## RECORDS SHOWN:

● ● ●

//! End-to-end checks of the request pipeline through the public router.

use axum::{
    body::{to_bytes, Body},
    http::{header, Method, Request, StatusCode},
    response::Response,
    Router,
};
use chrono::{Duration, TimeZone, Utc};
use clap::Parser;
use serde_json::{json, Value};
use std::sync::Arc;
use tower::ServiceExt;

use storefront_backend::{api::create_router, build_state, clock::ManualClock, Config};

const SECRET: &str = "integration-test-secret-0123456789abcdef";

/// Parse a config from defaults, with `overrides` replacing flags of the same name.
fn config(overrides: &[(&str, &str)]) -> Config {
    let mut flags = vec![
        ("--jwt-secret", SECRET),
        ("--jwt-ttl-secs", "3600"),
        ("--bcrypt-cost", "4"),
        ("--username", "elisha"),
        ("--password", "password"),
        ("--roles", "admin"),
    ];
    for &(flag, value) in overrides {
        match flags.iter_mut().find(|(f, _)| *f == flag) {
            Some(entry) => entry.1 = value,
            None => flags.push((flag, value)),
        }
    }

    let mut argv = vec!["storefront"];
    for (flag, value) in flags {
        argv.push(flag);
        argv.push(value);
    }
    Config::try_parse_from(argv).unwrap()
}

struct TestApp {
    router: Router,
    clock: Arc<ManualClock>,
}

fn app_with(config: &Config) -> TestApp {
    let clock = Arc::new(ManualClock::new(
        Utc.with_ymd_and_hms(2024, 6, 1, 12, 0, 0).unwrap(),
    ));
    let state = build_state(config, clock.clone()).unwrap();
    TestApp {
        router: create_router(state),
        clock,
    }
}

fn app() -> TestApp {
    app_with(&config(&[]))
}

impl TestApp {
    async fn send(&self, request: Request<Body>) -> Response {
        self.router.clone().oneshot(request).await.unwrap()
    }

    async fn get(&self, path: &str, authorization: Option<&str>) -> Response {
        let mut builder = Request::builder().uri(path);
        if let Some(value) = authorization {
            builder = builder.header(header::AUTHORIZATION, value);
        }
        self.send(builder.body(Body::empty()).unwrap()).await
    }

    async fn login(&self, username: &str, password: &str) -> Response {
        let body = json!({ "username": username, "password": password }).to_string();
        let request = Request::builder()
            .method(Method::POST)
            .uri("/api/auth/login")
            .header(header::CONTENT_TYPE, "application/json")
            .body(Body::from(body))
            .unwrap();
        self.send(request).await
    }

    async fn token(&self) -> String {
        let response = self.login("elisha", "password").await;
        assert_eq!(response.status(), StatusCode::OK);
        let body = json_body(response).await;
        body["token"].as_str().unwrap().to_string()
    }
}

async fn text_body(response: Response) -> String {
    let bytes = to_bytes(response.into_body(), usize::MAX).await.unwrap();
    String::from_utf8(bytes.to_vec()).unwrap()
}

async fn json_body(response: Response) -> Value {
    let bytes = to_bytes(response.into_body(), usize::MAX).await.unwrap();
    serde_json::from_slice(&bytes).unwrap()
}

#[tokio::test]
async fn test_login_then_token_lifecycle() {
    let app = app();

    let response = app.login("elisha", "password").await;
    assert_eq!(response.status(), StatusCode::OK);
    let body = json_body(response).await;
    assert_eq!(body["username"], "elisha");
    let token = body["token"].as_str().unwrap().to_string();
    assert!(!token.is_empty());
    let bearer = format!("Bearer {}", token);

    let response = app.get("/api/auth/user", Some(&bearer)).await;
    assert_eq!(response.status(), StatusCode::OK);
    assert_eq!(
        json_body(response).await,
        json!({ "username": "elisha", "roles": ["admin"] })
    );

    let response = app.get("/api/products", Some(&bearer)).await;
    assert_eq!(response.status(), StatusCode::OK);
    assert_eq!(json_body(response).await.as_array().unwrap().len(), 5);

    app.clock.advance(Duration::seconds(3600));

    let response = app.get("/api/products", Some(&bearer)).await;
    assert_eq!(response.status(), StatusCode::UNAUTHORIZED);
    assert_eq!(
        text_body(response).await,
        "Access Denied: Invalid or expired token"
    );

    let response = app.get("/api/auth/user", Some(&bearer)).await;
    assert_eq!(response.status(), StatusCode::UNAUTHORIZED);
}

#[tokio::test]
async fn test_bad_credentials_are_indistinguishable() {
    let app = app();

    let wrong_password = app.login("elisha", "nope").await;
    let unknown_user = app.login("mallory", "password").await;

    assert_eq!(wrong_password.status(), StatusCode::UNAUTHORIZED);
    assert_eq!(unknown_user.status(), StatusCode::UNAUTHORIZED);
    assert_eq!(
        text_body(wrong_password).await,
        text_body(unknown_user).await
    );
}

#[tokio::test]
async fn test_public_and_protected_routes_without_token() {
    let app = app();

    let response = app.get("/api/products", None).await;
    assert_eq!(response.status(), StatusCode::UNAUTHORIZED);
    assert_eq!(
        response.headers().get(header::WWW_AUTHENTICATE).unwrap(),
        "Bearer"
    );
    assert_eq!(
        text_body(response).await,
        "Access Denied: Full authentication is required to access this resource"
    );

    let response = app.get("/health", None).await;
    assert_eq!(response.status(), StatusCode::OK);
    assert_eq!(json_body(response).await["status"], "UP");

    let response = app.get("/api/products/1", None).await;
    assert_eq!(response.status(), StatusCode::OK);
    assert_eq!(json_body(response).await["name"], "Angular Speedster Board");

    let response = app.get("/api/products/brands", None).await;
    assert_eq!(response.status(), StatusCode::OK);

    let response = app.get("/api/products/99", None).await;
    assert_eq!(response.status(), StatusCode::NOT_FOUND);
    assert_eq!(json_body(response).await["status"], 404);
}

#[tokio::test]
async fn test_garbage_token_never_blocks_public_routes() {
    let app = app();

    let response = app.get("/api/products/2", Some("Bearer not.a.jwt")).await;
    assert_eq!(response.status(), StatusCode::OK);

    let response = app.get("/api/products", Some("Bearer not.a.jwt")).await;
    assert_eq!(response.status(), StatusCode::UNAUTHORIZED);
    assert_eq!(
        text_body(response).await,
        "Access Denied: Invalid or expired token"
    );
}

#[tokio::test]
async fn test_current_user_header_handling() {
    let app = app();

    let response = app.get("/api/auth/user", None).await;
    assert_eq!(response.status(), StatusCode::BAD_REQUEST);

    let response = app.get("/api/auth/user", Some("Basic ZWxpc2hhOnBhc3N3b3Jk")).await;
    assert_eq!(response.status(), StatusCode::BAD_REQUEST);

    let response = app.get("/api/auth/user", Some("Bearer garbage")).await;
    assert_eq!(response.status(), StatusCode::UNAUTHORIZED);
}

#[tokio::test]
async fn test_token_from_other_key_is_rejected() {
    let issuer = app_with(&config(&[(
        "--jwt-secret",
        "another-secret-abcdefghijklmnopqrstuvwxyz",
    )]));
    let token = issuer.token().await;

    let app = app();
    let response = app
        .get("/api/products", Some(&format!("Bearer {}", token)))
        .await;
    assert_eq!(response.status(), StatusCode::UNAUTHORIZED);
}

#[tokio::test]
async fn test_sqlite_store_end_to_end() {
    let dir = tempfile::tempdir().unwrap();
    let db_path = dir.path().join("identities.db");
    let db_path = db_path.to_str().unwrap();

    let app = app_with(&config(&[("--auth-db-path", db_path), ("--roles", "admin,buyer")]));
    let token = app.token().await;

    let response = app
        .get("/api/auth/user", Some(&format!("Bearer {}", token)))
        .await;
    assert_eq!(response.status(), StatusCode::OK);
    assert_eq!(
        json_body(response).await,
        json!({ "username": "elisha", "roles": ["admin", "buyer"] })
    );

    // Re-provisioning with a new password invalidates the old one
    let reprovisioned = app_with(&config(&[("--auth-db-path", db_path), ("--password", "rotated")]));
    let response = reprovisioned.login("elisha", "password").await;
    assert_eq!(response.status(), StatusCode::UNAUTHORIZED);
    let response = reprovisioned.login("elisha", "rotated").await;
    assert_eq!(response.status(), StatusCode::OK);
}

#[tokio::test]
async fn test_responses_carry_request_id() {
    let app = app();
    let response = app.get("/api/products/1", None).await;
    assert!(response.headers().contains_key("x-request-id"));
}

● ● ●

## BRIEF:
Take the lines from the first line of the listing to the line containing "for &(flag, value)". Please print them exactly, ends included, with nothing else.

## EXERCISE ANSWER:
//! End-to-end checks of the request pipeline through the public router.

use axum::{
    body::{to_bytes, Body},
    http::{header, Method, Request, StatusCode},
    response::Response,
    Router,
};
use chrono::{Duration, TimeZone, Utc};
use clap::Parser;
use serde_json::{json, Value};
use std::sync::Arc;
use tower::ServiceExt;

use storefront_backend::{api::create_router, build_state, clock::ManualClock, Config};

const SECRET: &str = "integration-test-secret-0123456789abcdef";

/// Parse a config from defaults, with `overrides` replacing flags of the same name.
fn config(overrides: &[(&str, &str)]) -> Config {
    let mut flags = vec![
        ("--jwt-secret", SECRET),
        ("--jwt-ttl-secs", "3600"),
        ("--bcrypt-cost", "4"),
        ("--username", "elisha"),
        ("--password", "password"),
        ("--roles", "admin"),
    ];
    for &(flag, value) in overrides {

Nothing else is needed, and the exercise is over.